Fallicy of proof by example.

The counter example you your proof by example is H^, where the
dependency of the machine on the decider breaks your logic, because you
are using the wrong definiton

You have PROVED, by your own admission, that you don't understand even
the basics of Computation Theory (you don't even know what a Computation
actually is).

Therefore, the reliance of YOUR understanding of the words is bad logic.

YOU HAVE FAILED.

YOU ARE WRONG, by the DEFINITION of the actual words as used in the Theory.

You are also GUILTY of no even obeying your own concept of Truth, so you
are shown to be just a lying hypocrite who is doomed for an eternity of
ridicule.

You are just digging your grave deeper and making it harder for you to
change your direction and make something out of your life.

YOU HAVE JUST FAILED.

All you have proven is your POOP.

On 2/28/2022 6:31 PM, Richard Damon wrote:
>
> On 2/28/22 7:17 PM, olcott wrote:
>> On 2/28/2022 6:06 PM, Richard Damon wrote:
>>>
>>> On 2/28/22 5:47 PM, olcott wrote:
>>>> On 2/28/2022 4:08 PM, André G. Isaak wrote:
>>>>> This reminded me of Olcott
>>>>>
>>>>> <https://xkcd.com/2566/>
>>>>>
>>>>> André
>>>>>
>>>>
>>>> You still have not shown that I am incorrect.
>>>>
>>>> Ĥ.q0 ⟨Ĥ⟩ ⊢* Ĥ.qx ⟨Ĥ⟩ ⟨Ĥ⟩ ⊢* Ĥ.qy ∞
>>>> Ĥ.q0 ⟨Ĥ⟩ ⊢* Ĥ.qx ⟨Ĥ⟩ ⟨Ĥ⟩ ⊢* Ĥ.qn
>>>>
>>>> It is the case than unless embedded_H aborts the simulation of its
>>>> input that this input would never stop running.
>>>>
>>>> It is also the case that the fact that this
>>>> IS A REASONABLE MEASURE THAT THIS INPUT SPECIFIES A NON HALTING
>>>> SEQUENCE OF CONFIGURATIONS.
>>>>
>>>> The above two facts taken together prove that the essence of my idea
>>>> is correct.
>>>>
>>>
>>> It is only a reasonable measure if H NEVER aborts its simulation (not
>>> unless, NEVER).
>> It is known to be a reasonable measure on the basis of the meaning of
>> its words.
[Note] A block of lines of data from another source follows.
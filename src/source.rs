use std::io::{self, Read};
use std::path::{Path, PathBuf};
use std::process::{Child, ChildStdout, Command as ProcCommand, ExitStatus, Stdio};

use image::GrayImage;

use crate::config::FfmpegConfig;
use crate::error::PlayError;

/// Something that yields grayscale frames one at a time.
///
/// The player owns its source for the whole run and drops it exactly once
/// when playback ends, whatever the reason; implementations release their
/// decoder resources in `Drop`.
pub trait FrameSource {
    /// Frame rate reported by the stream, if any.
    fn frame_rate(&self) -> Option<f64>;

    /// Pull the next frame. `Ok(None)` means the stream is exhausted.
    fn next_frame(&mut self) -> Result<Option<GrayImage>, PlayError>;
}

impl<S: FrameSource + ?Sized> FrameSource for Box<S> {
    fn frame_rate(&self) -> Option<f64> {
        (**self).frame_rate()
    }

    fn next_frame(&mut self) -> Result<Option<GrayImage>, PlayError> {
        (**self).next_frame()
    }
}

/// Stream properties reported by `ffprobe`.
///
/// `width` and `height` are the size of the frames ffmpeg writes, i.e. after
/// it applies the stream's rotation metadata.
#[derive(Debug, Clone, Copy, PartialEq)]
pub struct VideoInfo {
    pub width: u32,
    pub height: u32,
    /// Frames per second; 0.0 when the container does not say.
    pub fps: f64,
}

/// Query `ffprobe` for the first video stream of `path`.
///
/// # Errors
///
/// Returns [`PlayError::Open`] when ffprobe cannot be run, rejects the file,
/// or finds no video stream in it.
pub fn probe(path: &Path, ffmpeg: &FfmpegConfig) -> Result<VideoInfo, PlayError> {
    let open_err = |reason: String| PlayError::Open {
        path: path.to_path_buf(),
        reason,
    };

    let output = ProcCommand::new(ffmpeg.ffprobe_cmd())
        .args([
            "-v",
            "error",
            "-select_streams",
            "v:0",
            "-show_entries",
            "stream=width,height,r_frame_rate,avg_frame_rate:stream_tags=rotate:stream_side_data=rotation",
            "-of",
            "default=noprint_wrappers=1",
        ])
        .arg(path)
        .stdin(Stdio::null())
        .output()
        .map_err(|e| open_err(format!("running {}: {}", ffmpeg.ffprobe_cmd(), e)))?;

    if !output.status.success() {
        let stderr = String::from_utf8_lossy(&output.stderr);
        let reason = stderr.trim();
        return Err(open_err(if reason.is_empty() {
            format!("ffprobe exited with {}", output.status)
        } else {
            reason.to_string()
        }));
    }

    let info = parse_probe_output(&String::from_utf8_lossy(&output.stdout))
        .ok_or_else(|| open_err("no video stream found".to_string()))?;
    log::info!(
        "probed {}: {}x{} @ {:.3} fps",
        path.display(),
        info.width,
        info.height,
        info.fps
    );
    Ok(info)
}

/// Parse `key=value` lines printed by ffprobe. Returns `None` unless both
/// dimensions are present and non-zero.
///
/// A quarter-turn rotation (display matrix side data, or the older `rotate`
/// tag) swaps width and height, since ffmpeg auto-rotates what it decodes.
pub fn parse_probe_output(text: &str) -> Option<VideoInfo> {
    let mut width = 0u32;
    let mut height = 0u32;
    let mut r_rate = 0.0;
    let mut avg_rate = 0.0;
    let mut rotation = 0.0f64;

    for line in text.lines() {
        let Some((key, value)) = line.split_once('=') else {
            continue;
        };
        let value = value.trim();
        match key.trim() {
            "width" => width = value.parse().unwrap_or(0),
            "height" => height = value.parse().unwrap_or(0),
            "r_frame_rate" => r_rate = parse_rate(value),
            "avg_frame_rate" => avg_rate = parse_rate(value),
            "rotation" | "TAG:rotate" => rotation = value.parse().unwrap_or(0.0),
            _ => {}
        }
    }

    if width == 0 || height == 0 {
        return None;
    }
    if (rotation.round() as i64).rem_euclid(180) == 90 {
        std::mem::swap(&mut width, &mut height);
    }
    // avg_frame_rate tracks what plays back; r_frame_rate can be a timebase
    let fps = if avg_rate > 0.0 { avg_rate } else { r_rate };
    Some(VideoInfo { width, height, fps })
}

/// Parse a rate such as `24/1`, `30000/1001` or `25`. Unknown rates
/// (`0/0`, garbage) come back as 0.0.
pub fn parse_rate(s: &str) -> f64 {
    let rate = match s.split_once('/') {
        Some((num, den)) => {
            let num: f64 = num.trim().parse().unwrap_or(0.0);
            let den: f64 = den.trim().parse().unwrap_or(0.0);
            if den > 0.0 {
                num / den
            } else {
                0.0
            }
        }
        None => s.trim().parse().unwrap_or(0.0),
    };
    if rate.is_finite() && rate > 0.0 {
        rate
    } else {
        0.0
    }
}

/// Parse a start offset like `83.5`, `01:23.5` or `00:01:23.5` into seconds.
pub fn parse_timestamp(s: &str) -> Option<f64> {
    let s = s.trim();
    if s.is_empty() {
        return None;
    }
    let parts: Vec<&str> = s.split(':').collect();
    if parts.len() > 3 {
        return None;
    }
    parts.iter().rev().enumerate().try_fold(0.0, |acc, (i, v)| {
        let v: f64 = v.parse().ok()?;
        if !v.is_finite() || v < 0.0 {
            return None;
        }
        Some(acc + v * 60f64.powi(i as i32))
    })
}

/// Reads `buf.len()` bytes unless the reader hits EOF first; returns how
/// many bytes were read.
fn fill_or_eof<R: Read>(reader: &mut R, buf: &mut [u8]) -> io::Result<usize> {
    let mut total = 0usize;
    while total < buf.len() {
        match reader.read(&mut buf[total..]) {
            Ok(0) => break,
            Ok(n) => total += n,
            Err(e) if e.kind() == io::ErrorKind::Interrupted => {}
            Err(e) => return Err(e),
        }
    }
    Ok(total)
}

/// Decoder backed by an `ffmpeg` child process writing raw 8-bit gray
/// frames (`width * height` bytes each) to its stdout.
///
/// Dropping the decoder kills and reaps the child.
#[derive(Debug)]
pub struct FfmpegDecoder {
    path: PathBuf,
    info: VideoInfo,
    child: Child,
    stdout: ChildStdout,
    exit: Option<ExitStatus>,
    frames_read: u64,
}

impl FfmpegDecoder {
    /// Probe `path` and start decoding it, optionally from `start_secs`.
    ///
    /// # Errors
    ///
    /// Returns [`PlayError::Open`] if the file cannot be probed or ffmpeg
    /// cannot be started.
    pub fn open(path: &Path, ffmpeg: &FfmpegConfig, start_secs: Option<f64>) -> Result<Self, PlayError> {
        let info = probe(path, ffmpeg)?;

        let mut args: Vec<String> = vec!["-hide_banner".into(), "-loglevel".into(), "error".into()];
        if let Some(start) = start_secs.filter(|s| *s > 0.0) {
            args.push("-ss".into());
            args.push(format!("{start:.3}"));
        }

        let mut cmd = ProcCommand::new(ffmpeg.ffmpeg_cmd());
        cmd.args(&args)
            .arg("-i")
            .arg(path)
            .args(["-an", "-f", "rawvideo", "-pix_fmt", "gray", "pipe:1"])
            .stdin(Stdio::null())
            .stdout(Stdio::piped())
            .stderr(Stdio::null());
        // Keep terminal Ctrl+C away from ffmpeg; the player stops it on drop.
        #[cfg(unix)]
        {
            use std::os::unix::process::CommandExt;
            cmd.process_group(0);
        }
        let mut child = cmd
            .spawn()
            .map_err(|e| PlayError::Open {
                path: path.to_path_buf(),
                reason: format!("running {}: {}", ffmpeg.ffmpeg_cmd(), e),
            })?;

        let Some(stdout) = child.stdout.take() else {
            let _ = child.kill();
            let _ = child.wait();
            return Err(PlayError::Open {
                path: path.to_path_buf(),
                reason: "ffmpeg stdout was not captured".to_string(),
            });
        };

        log::debug!("ffmpeg started for {} ({:?})", path.display(), args);
        Ok(Self {
            path: path.to_path_buf(),
            info,
            child,
            stdout,
            exit: None,
            frames_read: 0,
        })
    }

    pub fn info(&self) -> VideoInfo {
        self.info
    }

    fn frame_len(&self) -> usize {
        self.info.width as usize * self.info.height as usize
    }

    fn finish(&mut self) -> Result<ExitStatus, PlayError> {
        let status = self
            .child
            .wait()
            .map_err(|e| PlayError::Decode(format!("waiting for ffmpeg: {e}")))?;
        self.exit = Some(status);
        Ok(status)
    }
}

impl FrameSource for FfmpegDecoder {
    fn frame_rate(&self) -> Option<f64> {
        Some(self.info.fps).filter(|fps| *fps > 0.0)
    }

    fn next_frame(&mut self) -> Result<Option<GrayImage>, PlayError> {
        if self.exit.is_some() {
            return Ok(None);
        }

        let mut buf = vec![0u8; self.frame_len()];
        let n = fill_or_eof(&mut self.stdout, &mut buf)
            .map_err(|e| PlayError::Decode(format!("reading frame {}: {}", self.frames_read + 1, e)))?;

        if n == 0 {
            let status = self.finish()?;
            if !status.success() {
                return Err(PlayError::Decode(format!(
                    "ffmpeg exited with {} after {} frames of {}",
                    status,
                    self.frames_read,
                    self.path.display()
                )));
            }
            log::debug!("end of stream after {} frames", self.frames_read);
            return Ok(None);
        }
        if n < buf.len() {
            return Err(PlayError::Decode(format!(
                "truncated frame {} ({} of {} bytes)",
                self.frames_read + 1,
                n,
                buf.len()
            )));
        }

        self.frames_read += 1;
        GrayImage::from_raw(self.info.width, self.info.height, buf)
            .map(Some)
            .ok_or_else(|| PlayError::Decode("frame buffer size mismatch".to_string()))
    }
}

impl Drop for FfmpegDecoder {
    fn drop(&mut self) {
        if self.exit.is_none() {
            let _ = self.child.kill();
            let _ = self.child.wait();
        }
        log::info!("video resources released ({})", self.path.display());
    }
}

#[cfg(test)]
mod tests {
    use super::*;

    #[test]
    fn parses_probe_output() {
        let text = "width=1280\nheight=720\nr_frame_rate=30000/1001\navg_frame_rate=30000/1001\n";
        let info = parse_probe_output(text).unwrap();
        assert_eq!(info.width, 1280);
        assert_eq!(info.height, 720);
        assert!((info.fps - 29.97).abs() < 0.01);
    }

    #[test]
    fn falls_back_to_r_frame_rate() {
        let text = "width=320\nheight=240\nr_frame_rate=25/1\navg_frame_rate=0/0\n";
        assert_eq!(parse_probe_output(text).unwrap().fps, 25.0);
    }

    #[test]
    fn unknown_rate_is_zero() {
        let text = "width=320\nheight=240\nr_frame_rate=0/0\navg_frame_rate=0/0\n";
        assert_eq!(parse_probe_output(text).unwrap().fps, 0.0);
    }

    #[test]
    fn quarter_turn_swaps_dimensions() {
        let text = "width=1920\nheight=1080\nr_frame_rate=30/1\navg_frame_rate=30/1\nrotation=-90\n";
        let info = parse_probe_output(text).unwrap();
        assert_eq!((info.width, info.height), (1080, 1920));

        let text = "width=1920\nheight=1080\nr_frame_rate=30/1\navg_frame_rate=30/1\nTAG:rotate=270\n";
        let info = parse_probe_output(text).unwrap();
        assert_eq!((info.width, info.height), (1080, 1920));
    }

    #[test]
    fn half_turn_keeps_dimensions() {
        let text = "width=1920\nheight=1080\nr_frame_rate=30/1\navg_frame_rate=30/1\nrotation=180\n";
        let info = parse_probe_output(text).unwrap();
        assert_eq!((info.width, info.height), (1920, 1080));
    }

    #[test]
    fn missing_stream_is_none() {
        assert!(parse_probe_output("").is_none());
        assert!(parse_probe_output("width=0\nheight=0\n").is_none());
        assert!(parse_probe_output("width=N/A\nheight=240\n").is_none());
    }

    #[test]
    fn rates() {
        assert_eq!(parse_rate("24/1"), 24.0);
        assert_eq!(parse_rate("25"), 25.0);
        assert_eq!(parse_rate("0/0"), 0.0);
        assert_eq!(parse_rate("N/A"), 0.0);
        assert_eq!(parse_rate("-5/1"), 0.0);
    }

    #[test]
    fn timestamps() {
        assert_eq!(parse_timestamp("83.5"), Some(83.5));
        assert_eq!(parse_timestamp("01:23.5"), Some(83.5));
        assert_eq!(parse_timestamp("00:01:23.5"), Some(83.5));
        assert_eq!(parse_timestamp("1:00:00"), Some(3600.0));
        assert_eq!(parse_timestamp(""), None);
        assert_eq!(parse_timestamp("abc"), None);
        assert_eq!(parse_timestamp("1:2:3:4"), None);
        assert_eq!(parse_timestamp("-3"), None);
    }

    #[test]
    fn fill_or_eof_reports_short_reads() {
        let data = [7u8; 5];
        let mut buf = [0u8; 8];
        assert_eq!(fill_or_eof(&mut &data[..], &mut buf).unwrap(), 5);
        let mut buf = [0u8; 4];
        assert_eq!(fill_or_eof(&mut &data[..], &mut buf).unwrap(), 4);
        assert_eq!(buf, [7; 4]);
    }
}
The meaning of these words are simply over your head.
>
> Nope. Maybe to someone who doesn't understand the REAL meaning.
>
> Since we HAVE an actual definition, and you have even shown you KNOW it,
> the fact that you don't use it just shows you are a pathological liar.
>
> BY DEFINITION:
>
> H <M> w needs to -> H.Qy if M w Halts and -> H.Qn if M w never halts.
> Thus H <H^> <H^> needs to go to H.Qy if H^ <H^> Halts.
>
> Since you claim that H <H^> <H^> is correct in going to H.Qn we know
> that it does this, and we also know by the rules of construction of H^
> that the H^ that this copy of H was put into when applied to <H^> will
> use that H to see that H -> H.Qn, so H^ -> H^.Qn and Halts.
>
> Since if H^ applied to <H^> Halts, we know that for H to have been
> correct, it needed to go to H.Qy not H.Qn, so BY DEFINTION H was wrong,
> and any claim otherwise is just a LIE.
>

The actual behavior of the simulation of ⟨Ĥ⟩ ⟨Ĥ⟩ by embedded_H proves
that I am right.

When someone smashes a Boston cream pie in your face denying that this
is not possible "in theory" does not stop the pie from dripping from
your face.

> Maybe these words are just over your head, if so, you need to stop
> lyiing and making claims you know something about this.
>
> FAIL.
>
>>
>> For every type of non-halting sequence of configurations:
>> (a) Infinite loop
>> (b) Infinite Recursion
>> (c) Infinitely nested simulation
>> (d) Pathological self-reference
>
> except it doesn't work for (d) as shown above.

It does work for (d) you are merely having a break from reality.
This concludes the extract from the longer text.